Benefits to Investors
Investing in REITs offers the following benefits to investors:-
- a) REITs offer investors especially the middle income class, easier access and ownership in the growing real estate sector in a manner which is not as capital intensive as a direct purchase of property.
- b) More often than not, the value of the property appreciates thus minimizing the risk of capital loss.
- c) Unlike direct investments in property which are generally illiquid, investments in I-REITs may easily be converted into liquid cash by selling the units in the market or offering them for redemption in the case of open-ended funds.
- d) Investors in REITs have the advantage of investing in a variety of real estate e.g shopping malls, residential projects industrial projects e.t.c.
- e) REITs provide investors with access to professionals such as property managers and fund managers who understand the industry and the business and can take advantage of opportunities.
- f) REITs offer predictable income streams because of long-term lease agreements with tenants thus rental income and management expenses are predictable in both long and short time frames.
- g) REITs are considered to be efficient from a tax perspective. This is discussed in detail below.
Taxation of REITs
One of the key advantages of investing in a REIT is the tax regime that governs REITs both from the REIT’s perspective and also from the investors’ perspective. The Kenyan government in an effort to encourage investments in real estate has put in place a tax regime that favours REITs. A REIT is generally exempt from taxation if it complies with REIT Regulations and remains registered with the Capital Markets Authority and the Commissioner of Taxes.

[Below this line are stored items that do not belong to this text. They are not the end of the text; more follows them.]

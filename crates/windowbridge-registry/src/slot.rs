//! Slot types: one cell of the registry and its index.

use std::fmt;

/// Position of a slot in a [`WindowRegistry`](crate::WindowRegistry).
///
/// Handed out by `append` and stable for as long as the registry lives:
/// slots are never removed or renumbered, only emptied and refilled.
#[derive(Debug, Clone, Copy, PartialEq, Eq, Hash, PartialOrd, Ord)]
pub struct SlotIndex(pub usize);

impl SlotIndex {
    /// Returns the underlying `usize` value.
    pub fn into_inner(self) -> usize {
        self.0
    }
}

impl fmt::Display for SlotIndex {
    fn fmt(&self, f: &mut fmt::Formatter<'_>) -> fmt::Result {
        write!(f, "slot-{}", self.0)
    }
}

/// One registry cell: either holds a window or is a placeholder left
/// behind by a closed one.
#[derive(Debug, Clone, PartialEq, Eq)]
pub enum WindowSlot<W> {
    /// Placeholder, free for [`reuse`](crate::WindowRegistry::reuse).
    Empty,
    /// Holds a live window.
    Occupied(W),
}

impl<W> WindowSlot<W> {
    pub fn is_empty(&self) -> bool {
        matches!(self, WindowSlot::Empty)
    }

    pub fn is_occupied(&self) -> bool {
        matches!(self, WindowSlot::Occupied(_))
    }

    /// The window in this slot, if any.
    pub fn window(&self) -> Option<&W> {
        match self {
            WindowSlot::Occupied(w) => Some(w),
            WindowSlot::Empty => None,
        }
    }
}
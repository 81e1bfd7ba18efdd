//! The envelope: one logical message between the backend and a window.
//!
//! Every message, in either direction, is a `name` plus an arbitrary JSON
//! `data` value. The name doubles as the local event key on the receiving
//! side, so both ends have to agree on names, but the protocol layer does
//! not interpret them beyond the three reserved ones below.

use serde::{Deserialize, Serialize};
use serde_json::Value;

use crate::ProtocolError;

// ---------------------------------------------------------------------------
// Reserved names
// ---------------------------------------------------------------------------

/// Name of the canned "action prompt" message (see [`ActionMessage`](crate::ActionMessage)).
pub const BACKEND_ACTION_MESSAGE: &str = "backendActionMessage";

/// Name of the canned "notice" message (see [`NoticeMessage`](crate::NoticeMessage)).
pub const BACKEND_NOTICE_MESSAGE: &str = "backendNoticeMessage";

/// Name of the canned "error" message (see [`ErrorMessage`](crate::ErrorMessage)).
pub const BACKEND_ERROR_MESSAGE: &str = "backendErrorMessage";

/// All names owned by the framework. Application messages must not use
/// these, otherwise client-side listeners for the canned shapes would
/// receive payloads they can't parse.
pub const RESERVED_NAMES: [&str; 3] = [
    BACKEND_ACTION_MESSAGE,
    BACKEND_NOTICE_MESSAGE,
    BACKEND_ERROR_MESSAGE,
];

/// Returns `true` if `name` is one of the [`RESERVED_NAMES`].
pub fn is_reserved_name(name: &str) -> bool {
    RESERVED_NAMES.contains(&name)
}

// ---------------------------------------------------------------------------
// Envelope
// ---------------------------------------------------------------------------

/// The `{ name, data }` pair that makes up one logical message.
///
/// ```text
/// { "name": "greet", "data": { "x": 1 } }
/// ```
///
/// `data` is a `serde_json::Value` because the payload is opaque at this
/// layer; only the application listening for `name` knows its shape.
/// A missing `data` field decodes as `null`.
#[derive(Debug, Clone, PartialEq, Serialize, Deserialize)]
pub struct Envelope {
    /// Message type name, also the local event name on the receiver.
    pub name: String,

    /// Message body.
    #[serde(default)]
    pub data: Value,
}

impl Envelope {
    /// Creates an envelope from a name and a payload.
    pub fn new(name: impl Into<String>, data: Value) -> Self {
        Self {
            name: name.into(),
            data,
        }
    }

    /// Checks the envelope is well formed: the name must not be empty.
    ///
    /// Transports call this before queueing a frame, so a nameless
    /// message fails at `send` rather than travelling to the other side.
    pub fn validate(&self) -> Result<(), ProtocolError> {
        if self.name.is_empty() {
            return Err(ProtocolError::InvalidMessage(
                "envelope name must not be empty".into(),
            ));
        }
        Ok(())
    }
}

#[cfg(test)]
mod tests {
    use super::*;
    use serde_json::json;

    #[test]
    fn test_envelope_json_format() {
        let env = Envelope::new("greet", json!({ "x": 1 }));
        let value = serde_json::to_value(&env).unwrap();

        assert_eq!(value, json!({ "name": "greet", "data": { "x": 1 } }));
    }

    #[test]
    fn test_envelope_missing_data_defaults_to_null() {
        // A client that sends a bare notification ("ping") with no body
        // should still decode.
        let env: Envelope = serde_json::from_str(r#"{"name":"ping"}"#).unwrap();

        assert_eq!(env.name, "ping");
        assert!(env.data.is_null());
    }

    #[test]
    fn test_envelope_missing_name_is_rejected() {
        let result: Result<Envelope, _> =
            serde_json::from_str(r#"{"data":{"x":1}}"#);
        assert!(result.is_err());
    }

    #[test]
    fn test_validate_empty_name_returns_invalid_message() {
        let env = Envelope::new("", Value::Null);

        assert!(matches!(
            env.validate(),
            Err(ProtocolError::InvalidMessage(_))
        ));
    }

    #[test]
    fn test_validate_normal_name_ok() {
        assert!(Envelope::new("save", Value::Null).validate().is_ok());
    }

    #[test]
    fn test_is_reserved_name_matches_only_canned_names() {
        assert!(is_reserved_name("backendActionMessage"));
        assert!(is_reserved_name("backendNoticeMessage"));
        assert!(is_reserved_name("backendErrorMessage"));
        assert!(!is_reserved_name("backendMessage"));
        assert!(!is_reserved_name("greet"));
    }
}
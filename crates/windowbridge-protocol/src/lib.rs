//! Envelope shapes for windowbridge.
//!
//! This crate defines what travels between the backend and its client
//! windows, without caring how it travels:
//!
//! - **Envelope** ([`Envelope`]): the `{ name, data }` pair that every
//!   logical message is made of.
//! - **Canned messages** ([`ActionMessage`], [`NoticeMessage`],
//!   [`ErrorMessage`]): the three reserved envelope shapes the backend
//!   uses to talk to the end user, plus the [`BackendError`] value carried
//!   by the error message.
//! - **Codec** ([`Codec`] trait, [`JsonCodec`]): how a transport that moves
//!   bytes turns envelopes into frames and back.
//! - **Errors** ([`ProtocolError`]).
//!
//! ```text
//! Transport (bytes / channel) → Protocol (Envelope) → Server/Client (events)
//! ```

mod canned;
mod codec;
mod error;
mod types;

pub use canned::{
    Action, ActionMessage, BackendError, CannedMessage, ErrorMessage,
    NoticeMessage,
};
pub use codec::{Codec, JsonCodec};
pub use error::ProtocolError;
pub use types::{
    is_reserved_name, Envelope, BACKEND_ACTION_MESSAGE,
    BACKEND_ERROR_MESSAGE, BACKEND_NOTICE_MESSAGE, RESERVED_NAMES,
};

However, REITs are not exempt from withholding tax on interest income and dividends. These are taxed at the rates shown in the table below:
Type of income Resident(%) Non-resident(%) Exempt(%)
Dividends 5 10 0
Interest 15 15 0
When a REIT distributes its income to its unitholders, the same will be deemed to have already been taxed. The unitholders will therefore not be required to account for further taxation. This is also the case with payments for redemption or sale of units received by investors.
In the event that a unitholder transfers its share in a REIT or redeems its units from the REIT, they will be obliged to account for capital gains tax on the gain made. However it will be exempt from Stamp Duty.
Shortcomings of investing in REITs
- a) Economic and political situations that could lead to depreciation in the value of the property. However, gauging from the trend in the Kenyan property market in the past few years, the values of properties have been escalating.
- b) Decrease of rental income as a result of termination of lease agreements or non-renewal of lease agreements and failure to secure replacement tenants in good time.
- c) For close-ended REITs, the Investor is not able to access their investment before the end of the investment period. In a close-ended REITs, the Investor cannot seek to redeem his investment before expiry of the investment period unless there is an arrangement with the Trustee’s consent for the sale of the Investor’s units.
The trend of REITs in Kenya
RElTs in developed capital markets have been in existence in their present format since the 1960s, but they were actually introduced in the 1800s. The US has the most advanced REIT in the world. In Africa, growth in this market has been limited by the absence of enabling legislation. With the opening of the Stanlib Fahari I-REIT public offer, Kenya became the fourth African country to launch REITs. South Africa has traded in REITs for the last 10 years, while Ghana has had access to REITs since 1994 and Nigeria 2007.